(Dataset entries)
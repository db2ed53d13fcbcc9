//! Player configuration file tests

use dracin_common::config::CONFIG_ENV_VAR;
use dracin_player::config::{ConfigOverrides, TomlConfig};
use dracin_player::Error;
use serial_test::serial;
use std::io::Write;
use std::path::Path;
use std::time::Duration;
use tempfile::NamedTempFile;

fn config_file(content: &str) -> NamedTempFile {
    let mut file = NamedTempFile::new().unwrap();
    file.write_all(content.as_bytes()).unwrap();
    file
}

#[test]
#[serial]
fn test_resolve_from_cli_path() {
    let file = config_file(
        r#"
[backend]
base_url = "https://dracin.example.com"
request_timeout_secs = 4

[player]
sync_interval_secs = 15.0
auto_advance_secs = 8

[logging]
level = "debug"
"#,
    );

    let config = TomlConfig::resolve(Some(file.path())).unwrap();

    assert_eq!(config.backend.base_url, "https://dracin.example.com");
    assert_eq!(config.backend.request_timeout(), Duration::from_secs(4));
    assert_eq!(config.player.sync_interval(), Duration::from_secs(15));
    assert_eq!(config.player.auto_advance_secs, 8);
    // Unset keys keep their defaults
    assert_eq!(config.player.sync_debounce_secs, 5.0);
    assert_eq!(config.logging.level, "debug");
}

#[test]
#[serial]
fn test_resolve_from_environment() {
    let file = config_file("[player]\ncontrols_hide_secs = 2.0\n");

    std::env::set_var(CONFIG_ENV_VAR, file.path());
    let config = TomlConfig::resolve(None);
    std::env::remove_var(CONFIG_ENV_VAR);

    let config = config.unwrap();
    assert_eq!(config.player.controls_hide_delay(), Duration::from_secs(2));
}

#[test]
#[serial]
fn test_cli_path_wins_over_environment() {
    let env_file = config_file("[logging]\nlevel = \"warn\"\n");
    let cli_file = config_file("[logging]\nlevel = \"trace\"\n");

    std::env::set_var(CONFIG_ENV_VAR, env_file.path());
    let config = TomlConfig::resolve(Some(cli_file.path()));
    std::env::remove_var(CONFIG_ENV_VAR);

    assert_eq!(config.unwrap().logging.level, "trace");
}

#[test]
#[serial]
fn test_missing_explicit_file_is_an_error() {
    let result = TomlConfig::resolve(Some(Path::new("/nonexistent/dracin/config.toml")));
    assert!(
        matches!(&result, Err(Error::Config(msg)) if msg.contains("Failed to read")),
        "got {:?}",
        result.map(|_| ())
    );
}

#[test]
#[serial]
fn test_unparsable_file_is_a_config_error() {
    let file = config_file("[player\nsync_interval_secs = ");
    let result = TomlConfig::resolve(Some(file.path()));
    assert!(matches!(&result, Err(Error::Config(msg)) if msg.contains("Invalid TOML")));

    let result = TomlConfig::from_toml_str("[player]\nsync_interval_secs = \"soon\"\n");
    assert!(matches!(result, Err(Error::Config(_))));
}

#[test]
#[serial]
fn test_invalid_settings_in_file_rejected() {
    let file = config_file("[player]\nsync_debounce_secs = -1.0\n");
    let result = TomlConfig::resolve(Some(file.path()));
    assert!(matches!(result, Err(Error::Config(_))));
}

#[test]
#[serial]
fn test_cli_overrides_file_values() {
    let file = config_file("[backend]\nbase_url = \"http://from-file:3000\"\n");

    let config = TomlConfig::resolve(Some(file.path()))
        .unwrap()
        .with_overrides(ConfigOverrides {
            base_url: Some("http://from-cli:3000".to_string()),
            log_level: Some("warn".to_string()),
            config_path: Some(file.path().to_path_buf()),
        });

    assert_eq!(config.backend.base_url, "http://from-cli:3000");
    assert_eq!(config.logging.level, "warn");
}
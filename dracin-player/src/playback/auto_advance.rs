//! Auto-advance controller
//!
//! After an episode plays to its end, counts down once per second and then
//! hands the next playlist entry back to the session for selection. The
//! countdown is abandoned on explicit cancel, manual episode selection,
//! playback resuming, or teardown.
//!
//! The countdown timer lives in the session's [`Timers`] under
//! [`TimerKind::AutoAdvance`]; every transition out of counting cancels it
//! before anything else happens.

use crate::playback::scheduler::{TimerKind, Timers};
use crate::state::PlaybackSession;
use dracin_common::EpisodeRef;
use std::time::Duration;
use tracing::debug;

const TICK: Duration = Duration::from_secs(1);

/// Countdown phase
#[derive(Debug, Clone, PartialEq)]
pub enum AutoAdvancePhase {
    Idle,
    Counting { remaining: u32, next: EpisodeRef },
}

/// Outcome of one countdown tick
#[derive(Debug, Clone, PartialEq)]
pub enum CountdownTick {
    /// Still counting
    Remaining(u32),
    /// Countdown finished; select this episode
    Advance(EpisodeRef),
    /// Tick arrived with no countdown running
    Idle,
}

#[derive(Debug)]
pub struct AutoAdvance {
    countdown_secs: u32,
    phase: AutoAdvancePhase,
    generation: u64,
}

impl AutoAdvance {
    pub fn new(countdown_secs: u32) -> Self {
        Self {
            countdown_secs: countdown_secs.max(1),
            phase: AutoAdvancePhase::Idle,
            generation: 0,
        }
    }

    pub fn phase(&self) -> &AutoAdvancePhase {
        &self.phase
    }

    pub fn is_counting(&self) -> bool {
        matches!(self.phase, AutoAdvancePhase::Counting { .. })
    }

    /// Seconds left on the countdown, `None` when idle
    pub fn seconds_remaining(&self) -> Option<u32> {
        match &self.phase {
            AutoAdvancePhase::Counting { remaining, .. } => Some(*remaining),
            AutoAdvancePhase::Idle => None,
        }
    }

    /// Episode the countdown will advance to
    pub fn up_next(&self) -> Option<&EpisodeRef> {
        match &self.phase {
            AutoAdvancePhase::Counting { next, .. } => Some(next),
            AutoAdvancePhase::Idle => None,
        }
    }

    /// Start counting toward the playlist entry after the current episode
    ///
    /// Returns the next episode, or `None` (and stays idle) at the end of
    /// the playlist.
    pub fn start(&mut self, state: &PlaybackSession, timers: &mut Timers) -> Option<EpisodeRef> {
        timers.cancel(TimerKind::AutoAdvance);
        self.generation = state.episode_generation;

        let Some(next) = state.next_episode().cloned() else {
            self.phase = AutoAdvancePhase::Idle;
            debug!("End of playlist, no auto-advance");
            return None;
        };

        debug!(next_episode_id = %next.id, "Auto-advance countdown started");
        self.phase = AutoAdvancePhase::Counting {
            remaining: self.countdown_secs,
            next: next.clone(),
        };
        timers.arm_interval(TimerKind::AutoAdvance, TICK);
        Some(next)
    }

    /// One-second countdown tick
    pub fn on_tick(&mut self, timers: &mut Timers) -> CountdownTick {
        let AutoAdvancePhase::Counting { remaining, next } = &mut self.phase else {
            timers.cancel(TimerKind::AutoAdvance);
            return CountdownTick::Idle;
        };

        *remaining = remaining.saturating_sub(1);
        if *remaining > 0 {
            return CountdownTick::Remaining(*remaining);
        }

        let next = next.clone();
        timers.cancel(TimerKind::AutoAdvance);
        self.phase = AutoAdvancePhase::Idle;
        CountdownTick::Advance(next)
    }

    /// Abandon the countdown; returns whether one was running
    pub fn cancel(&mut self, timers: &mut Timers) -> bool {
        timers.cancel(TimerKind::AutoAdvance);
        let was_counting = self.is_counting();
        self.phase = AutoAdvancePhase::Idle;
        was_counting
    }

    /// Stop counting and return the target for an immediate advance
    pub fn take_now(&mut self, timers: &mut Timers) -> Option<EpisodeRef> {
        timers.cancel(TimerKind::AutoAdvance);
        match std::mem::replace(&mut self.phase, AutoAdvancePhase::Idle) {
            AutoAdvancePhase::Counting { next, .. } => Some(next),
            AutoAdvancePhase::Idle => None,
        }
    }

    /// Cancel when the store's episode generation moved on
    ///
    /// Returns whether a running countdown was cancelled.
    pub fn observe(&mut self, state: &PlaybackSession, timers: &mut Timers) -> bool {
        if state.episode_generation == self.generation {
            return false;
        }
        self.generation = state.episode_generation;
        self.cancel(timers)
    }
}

**Exercise prompt**
Which lines above hold the string "PlaybackSession"? Copy each of them.

**Response**
use crate::state::PlaybackSession;
    pub fn start(&mut self, state: &PlaybackSession, timers: &mut Timers) -> Option<EpisodeRef> {
    pub fn observe(&mut self, state: &PlaybackSession, timers: &mut Timers) -> bool {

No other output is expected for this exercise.